1. So, explicitly setting phoenix.query.rowKeyOrderSaltedTable to true should be done, right?

I forgot to mention that the config is deprecated now. The config you want to override is phoenix.query.force.rowkeyorder. Do note that by setting the config to true, you are asking Phoenix to do a client side merge sort to make sure rows are sorted by the row key order. By avoiding the need to sort the rows, for non-aggregate queries, you get a huge perf boost since Phoenix can then utilize an optimization. See PHOENIX-1779 for details. I would recommend providing an explicit ORDER BY on the row key columns since that is the contract we will support going forward.

2. So, a single region server has to be able to hold multiple salt buckets. Is that correct?

Salt buckets are nothing but pre-split regions. So yes, a region server will handle load for multiple regions/salt buckets if the number of salt buckets is greater than number of region servers.

3. Where does Phoenix maintain the mapping of salt buckets to region server given that the two are orthogonal to each other?

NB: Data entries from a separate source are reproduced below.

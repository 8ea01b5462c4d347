//! Listings store: client-side catalog, saved listings, and applications.
//!
//! The same thin request-lifecycle shape as the session store: clear the
//! error, delegate to the gateway, fold the outcome into the snapshot, and
//! hand the discriminated result back to the caller. Reads stay in memory -
//! filtering and pagination of the loaded catalog never hit the backend.

use std::sync::Arc;

use tokio::sync::watch;
use tracing::debug;

use crate::domain::foundation::{ApplicationId, ListingId, UserId, ValidationError};
use crate::domain::listings::{
    Application, ApplicationStatus, Listing, ListingFilters, Page, DEFAULT_PAGE_SIZE,
};
use crate::ports::{ListingError, ListingGateway};

/// Point-in-time view of the catalog state.
#[derive(Debug, Clone, Default, PartialEq)]
pub struct CatalogSnapshot {
    /// Listings as last loaded: filtered by the gateway, newest first.
    pub listings: Vec<Listing>,
    /// The listing opened in a detail view, if any.
    pub current_listing: Option<Listing>,
    /// Listings the user has saved.
    pub saved: Vec<Listing>,
    /// The user's applications, newest first.
    pub applications: Vec<Application>,
    /// Criteria the catalog was loaded with.
    pub filters: ListingFilters,
    /// 1-based page the views are showing.
    pub current_page: usize,
    pub is_loading: bool,
    pub error: Option<String>,
}

impl CatalogSnapshot {
    fn initial() -> Self {
        Self {
            current_page: 1,
            ..Self::default()
        }
    }

    /// Cuts the currently shown page out of the loaded listings.
    pub fn page(&self, per_page: usize) -> Result<Page<Listing>, ValidationError> {
        Page::paginate(self.listings.clone(), self.current_page, per_page)
    }

    /// The currently shown page at the default size.
    pub fn default_page(&self) -> Result<Page<Listing>, ValidationError> {
        self.page(DEFAULT_PAGE_SIZE)
    }

    /// Returns true if the user has saved the given listing.
    pub fn is_saved(&self, listing_id: &ListingId) -> bool {
        self.saved.iter().any(|listing| listing.id == *listing_id)
    }
}

/// Catalog state container over the listing gateway.
pub struct ListingsStore {
    gateway: Arc<dyn ListingGateway>,
    state: watch::Sender<CatalogSnapshot>,
}

impl ListingsStore {
    /// Creates an empty catalog store.
    pub fn new(gateway: Arc<dyn ListingGateway>) -> Self {
        let (state, _) = watch::channel(CatalogSnapshot::initial());
        Self { gateway, state }
    }

    /// Subscribes to catalog snapshots.
    pub fn subscribe(&self) -> watch::Receiver<CatalogSnapshot> {
        self.state.subscribe()
    }

    /// Returns the current snapshot.
    pub fn snapshot(&self) -> CatalogSnapshot {
        self.state.borrow().clone()
    }

    /// Replaces the filter criteria and jumps back to the first page.
    ///
    /// Call [`ListingsStore::load_listings`] afterwards to refresh the
    /// catalog against the new criteria.
    pub fn set_filters(&self, filters: ListingFilters) {
        self.state.send_modify(|snapshot| {
            snapshot.filters = filters;
            snapshot.current_page = 1;
        });
    }

    /// Clears every filter criterion and jumps back to the first page.
    pub fn clear_filters(&self) {
        self.set_filters(ListingFilters::default());
    }

    /// Moves the views to another (1-based) page of the loaded catalog.
    pub fn set_page(&self, page: usize) -> Result<(), ValidationError> {
        if page == 0 {
            return Err(ValidationError::out_of_range("current_page", 1, i32::MAX, 0));
        }
        self.state.send_modify(|snapshot| snapshot.current_page = page);
        Ok(())
    }

    /// Drops any displayed error.
    pub fn clear_error(&self) {
        self.state.send_modify(|snapshot| snapshot.error = None);
    }

    /// Closes the detail view.
    pub fn clear_current_listing(&self) {
        self.state
            .send_modify(|snapshot| snapshot.current_listing = None);
    }

    /// Loads the catalog with the current filters.
    pub async fn load_listings(&self) -> Result<Vec<Listing>, ListingError> {
        let filters = self.snapshot().filters;
        self.begin();
        match self.gateway.list_listings(&filters).await {
            Ok(listings) => {
                debug!(count = listings.len(), "catalog loaded");
                self.state.send_modify(|snapshot| {
                    snapshot.is_loading = false;
                    snapshot.listings = listings.clone();
                    snapshot.error = None;
                });
                Ok(listings)
            }
            Err(error) => {
                self.reject(&error);
                Err(error)
            }
        }
    }

    /// Loads one listing into the detail view.
    pub async fn load_listing(&self, id: &ListingId) -> Result<Listing, ListingError> {
        self.begin();
        match self.gateway.get_listing(id).await {
            Ok(listing) => {
                self.state.send_modify(|snapshot| {
                    snapshot.is_loading = false;
                    snapshot.current_listing = Some(listing.clone());
                    snapshot.error = None;
                });
                Ok(listing)
            }
            Err(error) => {
                self.reject(&error);
                Err(error)
            }
        }
    }

    /// Submits an application; on success it is prepended to the list.
    pub async fn apply_for_listing(
        &self,
        listing_id: &ListingId,
        student_id: &UserId,
    ) -> Result<Application, ListingError> {
        self.begin();
        match self.gateway.submit_application(listing_id, student_id).await {
            Ok(application) => {
                self.state.send_modify(|snapshot| {
                    snapshot.is_loading = false;
                    snapshot.applications.insert(0, application.clone());
                    snapshot.error = None;
                });
                Ok(application)
            }
            Err(error) => {
                self.reject(&error);
                Err(error)
            }
        }
    }

    /// Loads the user's saved listings.
    pub async fn load_saved(&self, user_id: &UserId) -> Result<Vec<Listing>, ListingError> {
        self.begin();
        match self.gateway.saved_listings(user_id).await {
            Ok(saved) => {
                self.state.send_modify(|snapshot| {
                    snapshot.is_loading = false;
                    snapshot.saved = saved.clone();
                    snapshot.error = None;
                });
                Ok(saved)
            }
            Err(error) => {
                self.reject(&error);
                Err(error)
            }
        }
    }

    /// Saves or unsaves a listing, mirroring the change locally.
    ///
    /// On save the listing joins the saved list if the loaded catalog
    /// knows it and it is not already there; on unsave it is removed.
    pub async fn toggle_saved(
        &self,
        listing_id: &ListingId,
        user_id: &UserId,
        save: bool,
    ) -> Result<(), ListingError> {
        self.gateway.set_saved(listing_id, user_id, save).await?;
        self.state.send_modify(|snapshot| {
            if save {
                let known = snapshot
                    .listings
                    .iter()
                    .find(|listing| listing.id == *listing_id)
                    .cloned();
                if let Some(listing) = known {
                    if !snapshot.is_saved(listing_id) {
                        snapshot.saved.push(listing);
                    }
                }
            } else {
                snapshot.saved.retain(|listing| listing.id != *listing_id);
            }
        });
        Ok(())
    }

    /// Loads the user's applications.
    pub async fn load_applications(
        &self,
        user_id: &UserId,
    ) -> Result<Vec<Application>, ListingError> {
        self.begin();
        match self.gateway.applications_for(user_id).await {
            Ok(applications) => {
                self.state.send_modify(|snapshot| {
                    snapshot.is_loading = false;
                    snapshot.applications = applications.clone();
                    snapshot.error = None;
                });
                Ok(applications)
            }
            Err(error) => {
                self.reject(&error);
                Err(error)
            }
        }
    }

    /// Moves an application to a new status, replacing it in place.
    pub async fn update_application_status(
        &self,
        id: &ApplicationId,
        status: ApplicationStatus,
    ) -> Result<Application, ListingError> {
        let updated = self.gateway.update_application_status(id, status).await?;
        self.state.send_modify(|snapshot| {
            if let Some(slot) = snapshot
                .applications
                .iter_mut()
                .find(|app| app.id == updated.id)
            {
                *slot = updated.clone();
            }
        });
        Ok(updated)
    }

    /// Withdraws an application and removes it from the list.
    pub async fn withdraw_application(&self, id: &ApplicationId) -> Result<(), ListingError> {
        self.gateway.withdraw_application(id).await?;
        self.state
            .send_modify(|snapshot| snapshot.applications.retain(|app| app.id != *id));
        Ok(())
    }

    fn begin(&self) {
        self.state.send_modify(|snapshot| {
            snapshot.is_loading = true;
            snapshot.error = None;
        });
    }

    fn reject(&self, error: &ListingError) {
        self.state.send_modify(|snapshot| {
            snapshot.is_loading = false;
            snapshot.error = Some(error.to_string());
        });
    }
}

There is no such mapping. In case of salted tables, because data is randomly distributed across regions, Phoenix issues parallel scans for all the regions.

HTH.




On Thu, Oct 8, 2015 at 4:02 AM, Sumit Nigam <sumit_only@yahoo.com> wrote:
Thank you Samarth and Ravi.

1. So, explicitly setting phoenix.query.rowKeyOrderSaltedTable to true should be done, right?

Also, thanks for clarifying salting. However, tables are split at salt byte boundaries and within a region (salt byte, that is), all rows are sorted. This means that different portions of the table land in different region servers. 

2. So, a single region server has to be able to hold multiple salt buckets. Is that correct?
3. Where does Phoenix maintain the mapping of salt buckets to region server given that the two are orthogonal to each other?

Best regards,
Sumit


From: Samarth Jain <samarth@apache.org>
To: "user@phoenix.apache.org" <user@phoenix.apache.org>
Cc: Sumit Nigam <sumit_only@yahoo.com>
Sent: Wednesday, October 7, 2015 10:53 PM
Subject: Re: Salting and pre-splitting

- Default value of phoenix.query.rowKeyOrderSaltedTable is true and that ensure that LIMIT clause returns data in rowkey order

This is no longer the case starting Phoenix 4.4. You need to provide an explicit ORDER BY on row key columns if you need the rows to be returned in row key order.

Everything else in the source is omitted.